── Task input

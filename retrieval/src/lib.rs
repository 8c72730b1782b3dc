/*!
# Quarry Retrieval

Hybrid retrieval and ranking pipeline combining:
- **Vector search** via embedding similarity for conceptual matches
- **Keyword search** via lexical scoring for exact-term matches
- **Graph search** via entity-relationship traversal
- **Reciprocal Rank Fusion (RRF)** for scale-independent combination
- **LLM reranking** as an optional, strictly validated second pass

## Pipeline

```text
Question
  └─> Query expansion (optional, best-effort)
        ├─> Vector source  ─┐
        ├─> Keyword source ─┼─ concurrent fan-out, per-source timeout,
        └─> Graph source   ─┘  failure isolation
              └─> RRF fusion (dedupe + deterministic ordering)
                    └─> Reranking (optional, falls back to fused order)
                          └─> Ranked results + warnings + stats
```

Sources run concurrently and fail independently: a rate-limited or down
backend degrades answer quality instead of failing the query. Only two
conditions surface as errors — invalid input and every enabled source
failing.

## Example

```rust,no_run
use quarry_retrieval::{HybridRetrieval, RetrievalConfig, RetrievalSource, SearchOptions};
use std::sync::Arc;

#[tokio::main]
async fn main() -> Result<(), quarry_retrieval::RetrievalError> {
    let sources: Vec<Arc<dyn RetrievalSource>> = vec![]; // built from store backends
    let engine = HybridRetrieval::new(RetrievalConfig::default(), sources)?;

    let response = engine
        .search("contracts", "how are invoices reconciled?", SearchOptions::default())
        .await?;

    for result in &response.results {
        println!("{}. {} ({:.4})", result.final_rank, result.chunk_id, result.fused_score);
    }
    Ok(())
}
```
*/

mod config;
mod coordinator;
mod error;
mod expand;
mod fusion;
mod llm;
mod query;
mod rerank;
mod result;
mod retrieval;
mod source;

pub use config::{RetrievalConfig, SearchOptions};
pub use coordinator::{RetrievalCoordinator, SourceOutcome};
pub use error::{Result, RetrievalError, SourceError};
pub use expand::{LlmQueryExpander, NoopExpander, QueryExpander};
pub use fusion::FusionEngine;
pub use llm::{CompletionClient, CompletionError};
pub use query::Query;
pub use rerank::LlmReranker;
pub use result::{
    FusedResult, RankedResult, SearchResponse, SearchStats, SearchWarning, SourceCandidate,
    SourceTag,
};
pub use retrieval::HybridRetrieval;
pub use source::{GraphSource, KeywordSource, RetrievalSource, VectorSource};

────
── Task input

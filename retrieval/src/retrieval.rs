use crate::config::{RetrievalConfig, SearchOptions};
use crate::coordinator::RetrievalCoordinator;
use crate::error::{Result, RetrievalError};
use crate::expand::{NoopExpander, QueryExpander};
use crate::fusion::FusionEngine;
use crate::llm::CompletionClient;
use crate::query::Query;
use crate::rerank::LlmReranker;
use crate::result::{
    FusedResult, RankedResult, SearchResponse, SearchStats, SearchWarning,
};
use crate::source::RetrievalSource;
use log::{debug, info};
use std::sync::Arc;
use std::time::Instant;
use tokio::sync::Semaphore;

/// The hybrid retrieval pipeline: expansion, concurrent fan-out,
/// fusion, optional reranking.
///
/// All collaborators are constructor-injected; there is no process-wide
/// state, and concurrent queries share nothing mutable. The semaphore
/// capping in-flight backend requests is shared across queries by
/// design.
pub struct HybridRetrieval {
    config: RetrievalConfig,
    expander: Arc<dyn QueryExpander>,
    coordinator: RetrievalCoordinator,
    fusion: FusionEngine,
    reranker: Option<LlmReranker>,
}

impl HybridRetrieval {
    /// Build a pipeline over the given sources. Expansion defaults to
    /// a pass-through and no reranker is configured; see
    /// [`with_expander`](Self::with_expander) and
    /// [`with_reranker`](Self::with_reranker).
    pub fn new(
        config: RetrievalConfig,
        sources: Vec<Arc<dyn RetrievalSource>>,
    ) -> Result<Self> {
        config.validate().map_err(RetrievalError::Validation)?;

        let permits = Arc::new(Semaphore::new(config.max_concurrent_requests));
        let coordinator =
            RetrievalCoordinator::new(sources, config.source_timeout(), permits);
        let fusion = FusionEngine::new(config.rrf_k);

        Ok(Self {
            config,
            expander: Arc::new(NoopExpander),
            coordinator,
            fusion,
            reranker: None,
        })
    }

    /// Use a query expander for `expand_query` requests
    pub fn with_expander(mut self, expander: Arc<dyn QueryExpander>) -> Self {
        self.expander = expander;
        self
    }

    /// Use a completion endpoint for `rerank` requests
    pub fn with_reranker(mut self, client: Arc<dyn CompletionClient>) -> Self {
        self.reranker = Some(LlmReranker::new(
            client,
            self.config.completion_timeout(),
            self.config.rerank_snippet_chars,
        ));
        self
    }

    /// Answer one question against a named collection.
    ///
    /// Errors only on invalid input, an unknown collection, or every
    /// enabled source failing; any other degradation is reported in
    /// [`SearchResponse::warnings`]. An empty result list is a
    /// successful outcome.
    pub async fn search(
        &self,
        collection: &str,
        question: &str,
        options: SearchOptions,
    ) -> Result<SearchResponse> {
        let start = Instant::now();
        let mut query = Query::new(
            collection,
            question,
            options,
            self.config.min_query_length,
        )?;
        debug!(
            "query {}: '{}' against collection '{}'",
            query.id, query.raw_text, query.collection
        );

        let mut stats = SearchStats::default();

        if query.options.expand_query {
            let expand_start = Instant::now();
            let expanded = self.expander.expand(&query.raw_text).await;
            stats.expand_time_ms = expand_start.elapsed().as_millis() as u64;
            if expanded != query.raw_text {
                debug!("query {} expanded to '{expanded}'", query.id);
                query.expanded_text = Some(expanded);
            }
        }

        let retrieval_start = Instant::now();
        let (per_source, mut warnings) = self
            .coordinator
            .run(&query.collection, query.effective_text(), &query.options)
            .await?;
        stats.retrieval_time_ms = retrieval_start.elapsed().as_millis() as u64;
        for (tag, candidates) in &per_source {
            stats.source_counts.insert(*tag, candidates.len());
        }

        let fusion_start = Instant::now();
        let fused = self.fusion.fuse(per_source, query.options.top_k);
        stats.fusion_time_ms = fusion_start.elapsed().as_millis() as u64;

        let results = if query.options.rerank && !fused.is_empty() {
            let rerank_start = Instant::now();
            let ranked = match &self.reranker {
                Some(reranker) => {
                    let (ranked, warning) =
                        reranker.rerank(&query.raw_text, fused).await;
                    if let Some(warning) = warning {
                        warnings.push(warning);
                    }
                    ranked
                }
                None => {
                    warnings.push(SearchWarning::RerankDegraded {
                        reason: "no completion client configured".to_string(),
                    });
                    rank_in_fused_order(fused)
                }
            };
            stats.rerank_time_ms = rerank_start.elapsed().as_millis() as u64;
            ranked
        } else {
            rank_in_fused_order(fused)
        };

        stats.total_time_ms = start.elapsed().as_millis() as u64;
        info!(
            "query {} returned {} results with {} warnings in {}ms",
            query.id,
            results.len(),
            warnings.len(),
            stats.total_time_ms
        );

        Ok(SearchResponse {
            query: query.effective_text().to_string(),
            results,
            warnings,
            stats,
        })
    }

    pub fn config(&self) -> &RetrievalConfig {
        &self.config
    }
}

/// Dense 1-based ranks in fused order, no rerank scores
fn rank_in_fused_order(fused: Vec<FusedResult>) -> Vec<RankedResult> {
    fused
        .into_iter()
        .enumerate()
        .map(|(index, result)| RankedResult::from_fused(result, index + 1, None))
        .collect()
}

────

> About this task
Gather and copy every line of the data in which the string "RetrievalConfig" is found.

> Answer box
use quarry_retrieval::{HybridRetrieval, RetrievalConfig, RetrievalSource, SearchOptions};
    let engine = HybridRetrieval::new(RetrievalConfig::default(), sources)?;
pub use config::{RetrievalConfig, SearchOptions};
use crate::config::{RetrievalConfig, SearchOptions};
    config: RetrievalConfig,
        config: RetrievalConfig,
    pub fn config(&self) -> &RetrievalConfig {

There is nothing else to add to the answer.